**Dataset content**
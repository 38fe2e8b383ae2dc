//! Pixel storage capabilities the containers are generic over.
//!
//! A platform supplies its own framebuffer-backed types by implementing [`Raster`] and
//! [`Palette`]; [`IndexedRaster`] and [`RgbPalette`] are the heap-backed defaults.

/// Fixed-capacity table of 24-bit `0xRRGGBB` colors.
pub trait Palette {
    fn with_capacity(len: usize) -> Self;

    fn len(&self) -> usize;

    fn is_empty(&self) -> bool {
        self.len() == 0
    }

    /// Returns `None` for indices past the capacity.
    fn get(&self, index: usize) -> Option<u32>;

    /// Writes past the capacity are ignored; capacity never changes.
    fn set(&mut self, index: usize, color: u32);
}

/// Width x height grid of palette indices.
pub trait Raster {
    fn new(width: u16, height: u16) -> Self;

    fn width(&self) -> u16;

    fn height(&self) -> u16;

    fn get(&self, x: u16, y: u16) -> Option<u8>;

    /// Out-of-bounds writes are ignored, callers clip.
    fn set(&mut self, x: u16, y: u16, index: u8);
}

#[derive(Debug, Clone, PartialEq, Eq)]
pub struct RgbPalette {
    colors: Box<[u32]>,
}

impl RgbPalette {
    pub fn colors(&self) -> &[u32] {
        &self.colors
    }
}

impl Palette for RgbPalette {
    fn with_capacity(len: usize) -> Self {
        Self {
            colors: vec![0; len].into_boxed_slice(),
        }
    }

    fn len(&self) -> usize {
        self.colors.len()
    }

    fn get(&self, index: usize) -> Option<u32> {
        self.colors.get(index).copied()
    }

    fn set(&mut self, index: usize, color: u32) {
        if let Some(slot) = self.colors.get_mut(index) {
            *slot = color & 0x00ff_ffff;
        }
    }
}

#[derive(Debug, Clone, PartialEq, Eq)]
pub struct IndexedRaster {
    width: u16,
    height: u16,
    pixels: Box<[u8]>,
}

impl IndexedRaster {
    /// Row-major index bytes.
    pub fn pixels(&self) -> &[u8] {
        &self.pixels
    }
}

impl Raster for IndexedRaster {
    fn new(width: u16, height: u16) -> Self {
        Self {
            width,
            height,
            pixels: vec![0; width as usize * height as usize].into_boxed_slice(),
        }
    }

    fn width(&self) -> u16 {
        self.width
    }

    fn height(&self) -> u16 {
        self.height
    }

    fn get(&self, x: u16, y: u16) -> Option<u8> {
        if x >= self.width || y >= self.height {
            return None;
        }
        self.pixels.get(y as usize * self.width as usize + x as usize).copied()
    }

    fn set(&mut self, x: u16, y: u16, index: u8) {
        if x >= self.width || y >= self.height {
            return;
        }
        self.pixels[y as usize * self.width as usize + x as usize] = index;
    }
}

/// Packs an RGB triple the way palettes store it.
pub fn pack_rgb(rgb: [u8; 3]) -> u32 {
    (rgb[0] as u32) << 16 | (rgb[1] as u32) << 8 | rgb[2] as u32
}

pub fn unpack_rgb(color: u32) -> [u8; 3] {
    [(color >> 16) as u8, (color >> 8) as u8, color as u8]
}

...

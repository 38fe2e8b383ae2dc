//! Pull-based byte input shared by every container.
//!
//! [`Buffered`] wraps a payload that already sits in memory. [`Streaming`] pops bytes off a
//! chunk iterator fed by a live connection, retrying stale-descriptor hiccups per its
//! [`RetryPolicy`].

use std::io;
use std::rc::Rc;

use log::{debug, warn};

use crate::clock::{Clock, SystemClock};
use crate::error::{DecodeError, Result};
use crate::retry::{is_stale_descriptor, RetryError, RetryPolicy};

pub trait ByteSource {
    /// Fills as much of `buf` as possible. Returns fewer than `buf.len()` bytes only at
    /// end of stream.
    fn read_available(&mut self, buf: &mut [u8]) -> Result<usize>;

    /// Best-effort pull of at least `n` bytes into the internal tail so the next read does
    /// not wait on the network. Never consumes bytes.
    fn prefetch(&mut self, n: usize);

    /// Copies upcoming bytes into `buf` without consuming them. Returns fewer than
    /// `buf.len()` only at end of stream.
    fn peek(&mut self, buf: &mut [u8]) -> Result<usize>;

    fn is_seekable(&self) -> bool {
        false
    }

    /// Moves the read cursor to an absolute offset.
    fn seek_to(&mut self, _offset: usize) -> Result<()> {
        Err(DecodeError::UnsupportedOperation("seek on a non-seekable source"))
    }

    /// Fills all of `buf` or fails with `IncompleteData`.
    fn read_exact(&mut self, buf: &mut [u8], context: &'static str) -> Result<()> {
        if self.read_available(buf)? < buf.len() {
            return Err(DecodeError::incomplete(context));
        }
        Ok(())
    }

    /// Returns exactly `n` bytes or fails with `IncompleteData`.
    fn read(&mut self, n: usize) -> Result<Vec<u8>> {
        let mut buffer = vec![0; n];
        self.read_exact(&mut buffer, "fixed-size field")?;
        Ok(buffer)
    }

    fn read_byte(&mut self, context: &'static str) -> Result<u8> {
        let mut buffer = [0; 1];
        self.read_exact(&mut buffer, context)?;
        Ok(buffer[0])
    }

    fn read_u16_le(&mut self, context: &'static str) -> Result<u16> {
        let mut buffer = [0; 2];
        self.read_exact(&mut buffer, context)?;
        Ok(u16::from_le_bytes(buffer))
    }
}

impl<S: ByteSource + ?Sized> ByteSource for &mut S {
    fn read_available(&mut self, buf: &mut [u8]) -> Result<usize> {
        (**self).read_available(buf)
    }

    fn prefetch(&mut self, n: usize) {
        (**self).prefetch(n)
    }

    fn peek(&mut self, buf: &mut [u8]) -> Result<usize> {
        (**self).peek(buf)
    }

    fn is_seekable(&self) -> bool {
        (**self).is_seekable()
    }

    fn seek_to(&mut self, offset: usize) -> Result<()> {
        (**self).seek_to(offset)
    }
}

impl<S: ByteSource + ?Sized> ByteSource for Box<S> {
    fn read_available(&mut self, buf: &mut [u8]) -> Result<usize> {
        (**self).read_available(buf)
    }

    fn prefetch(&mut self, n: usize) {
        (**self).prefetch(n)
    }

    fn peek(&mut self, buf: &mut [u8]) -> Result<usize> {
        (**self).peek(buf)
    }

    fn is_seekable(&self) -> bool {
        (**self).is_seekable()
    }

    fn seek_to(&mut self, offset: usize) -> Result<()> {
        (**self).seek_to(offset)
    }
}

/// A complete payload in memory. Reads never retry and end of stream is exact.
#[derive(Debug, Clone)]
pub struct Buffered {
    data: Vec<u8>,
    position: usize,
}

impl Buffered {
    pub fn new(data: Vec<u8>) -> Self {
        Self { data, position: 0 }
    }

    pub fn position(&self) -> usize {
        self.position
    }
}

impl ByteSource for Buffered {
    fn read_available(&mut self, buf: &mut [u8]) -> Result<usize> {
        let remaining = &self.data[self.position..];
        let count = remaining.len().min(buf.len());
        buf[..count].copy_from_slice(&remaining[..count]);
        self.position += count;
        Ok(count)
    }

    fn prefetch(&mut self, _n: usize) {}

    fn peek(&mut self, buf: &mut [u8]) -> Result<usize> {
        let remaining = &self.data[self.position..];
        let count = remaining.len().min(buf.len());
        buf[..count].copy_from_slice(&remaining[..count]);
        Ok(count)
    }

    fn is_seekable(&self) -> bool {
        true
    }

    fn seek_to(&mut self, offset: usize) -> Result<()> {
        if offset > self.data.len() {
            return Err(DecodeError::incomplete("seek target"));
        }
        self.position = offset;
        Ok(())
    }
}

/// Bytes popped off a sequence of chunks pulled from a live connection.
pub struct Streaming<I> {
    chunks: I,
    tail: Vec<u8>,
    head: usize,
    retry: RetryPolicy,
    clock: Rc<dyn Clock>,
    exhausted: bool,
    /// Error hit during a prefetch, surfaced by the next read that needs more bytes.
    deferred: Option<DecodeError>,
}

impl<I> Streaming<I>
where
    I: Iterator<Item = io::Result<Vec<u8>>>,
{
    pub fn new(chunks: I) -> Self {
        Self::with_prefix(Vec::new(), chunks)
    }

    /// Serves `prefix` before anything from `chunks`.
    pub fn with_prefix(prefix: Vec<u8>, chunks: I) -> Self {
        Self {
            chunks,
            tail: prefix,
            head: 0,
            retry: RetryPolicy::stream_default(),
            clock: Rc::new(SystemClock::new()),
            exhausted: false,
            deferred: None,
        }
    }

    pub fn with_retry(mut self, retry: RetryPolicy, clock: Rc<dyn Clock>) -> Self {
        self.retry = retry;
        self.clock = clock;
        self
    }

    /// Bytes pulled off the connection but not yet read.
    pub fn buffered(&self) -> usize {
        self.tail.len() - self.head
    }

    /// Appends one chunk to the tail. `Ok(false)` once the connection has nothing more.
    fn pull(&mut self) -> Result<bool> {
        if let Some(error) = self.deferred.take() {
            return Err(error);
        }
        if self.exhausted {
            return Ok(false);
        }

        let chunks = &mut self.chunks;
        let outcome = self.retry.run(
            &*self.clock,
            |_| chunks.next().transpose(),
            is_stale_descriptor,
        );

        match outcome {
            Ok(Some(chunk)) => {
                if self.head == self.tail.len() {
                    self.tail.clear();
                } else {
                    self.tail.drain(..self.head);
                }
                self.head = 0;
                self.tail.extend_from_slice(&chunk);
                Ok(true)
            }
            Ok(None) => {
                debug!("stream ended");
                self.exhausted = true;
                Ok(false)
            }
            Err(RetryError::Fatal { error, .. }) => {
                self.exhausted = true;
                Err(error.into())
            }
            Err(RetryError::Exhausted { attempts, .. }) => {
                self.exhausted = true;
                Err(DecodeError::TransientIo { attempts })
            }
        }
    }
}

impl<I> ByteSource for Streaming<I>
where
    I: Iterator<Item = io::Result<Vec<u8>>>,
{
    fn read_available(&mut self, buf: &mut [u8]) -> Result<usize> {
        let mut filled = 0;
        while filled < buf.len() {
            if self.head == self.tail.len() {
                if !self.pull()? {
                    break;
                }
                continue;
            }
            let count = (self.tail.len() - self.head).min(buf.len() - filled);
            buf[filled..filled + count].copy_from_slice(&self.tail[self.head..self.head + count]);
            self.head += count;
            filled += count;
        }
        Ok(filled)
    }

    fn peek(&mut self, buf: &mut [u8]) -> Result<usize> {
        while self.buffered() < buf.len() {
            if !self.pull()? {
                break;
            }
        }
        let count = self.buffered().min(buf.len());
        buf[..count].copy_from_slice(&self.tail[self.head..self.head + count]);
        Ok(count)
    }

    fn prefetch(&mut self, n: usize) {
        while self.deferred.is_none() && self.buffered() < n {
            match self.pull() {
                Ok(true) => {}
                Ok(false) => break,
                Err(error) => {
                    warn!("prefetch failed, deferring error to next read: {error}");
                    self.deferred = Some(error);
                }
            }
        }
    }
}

...

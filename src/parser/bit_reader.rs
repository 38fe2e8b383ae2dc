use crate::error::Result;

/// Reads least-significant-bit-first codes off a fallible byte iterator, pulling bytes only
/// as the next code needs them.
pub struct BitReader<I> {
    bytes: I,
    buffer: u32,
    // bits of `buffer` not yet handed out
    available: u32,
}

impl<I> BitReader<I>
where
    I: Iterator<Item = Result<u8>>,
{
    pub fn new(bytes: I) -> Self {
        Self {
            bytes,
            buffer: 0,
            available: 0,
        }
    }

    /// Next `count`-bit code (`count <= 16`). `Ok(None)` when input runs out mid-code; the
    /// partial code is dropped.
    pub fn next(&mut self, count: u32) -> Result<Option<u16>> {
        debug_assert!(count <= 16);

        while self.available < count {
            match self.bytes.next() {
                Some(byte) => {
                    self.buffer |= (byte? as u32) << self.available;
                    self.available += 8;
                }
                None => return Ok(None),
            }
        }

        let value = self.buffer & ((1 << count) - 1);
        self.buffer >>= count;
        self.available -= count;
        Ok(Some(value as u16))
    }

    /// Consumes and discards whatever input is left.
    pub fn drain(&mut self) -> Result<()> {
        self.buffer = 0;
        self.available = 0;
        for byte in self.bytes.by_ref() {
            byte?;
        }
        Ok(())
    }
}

**Problem to solve**
Scan the entries above and show each line that contains the word "Option".

**Reply**
    fn get(&self, index: usize) -> Option<u32>;
    fn get(&self, x: u16, y: u16) -> Option<u8>;
    fn get(&self, index: usize) -> Option<u32> {
    fn get(&self, x: u16, y: u16) -> Option<u8> {
    deferred: Option<DecodeError>,
    pub fn next(&mut self, count: u32) -> Result<Option<u16>> {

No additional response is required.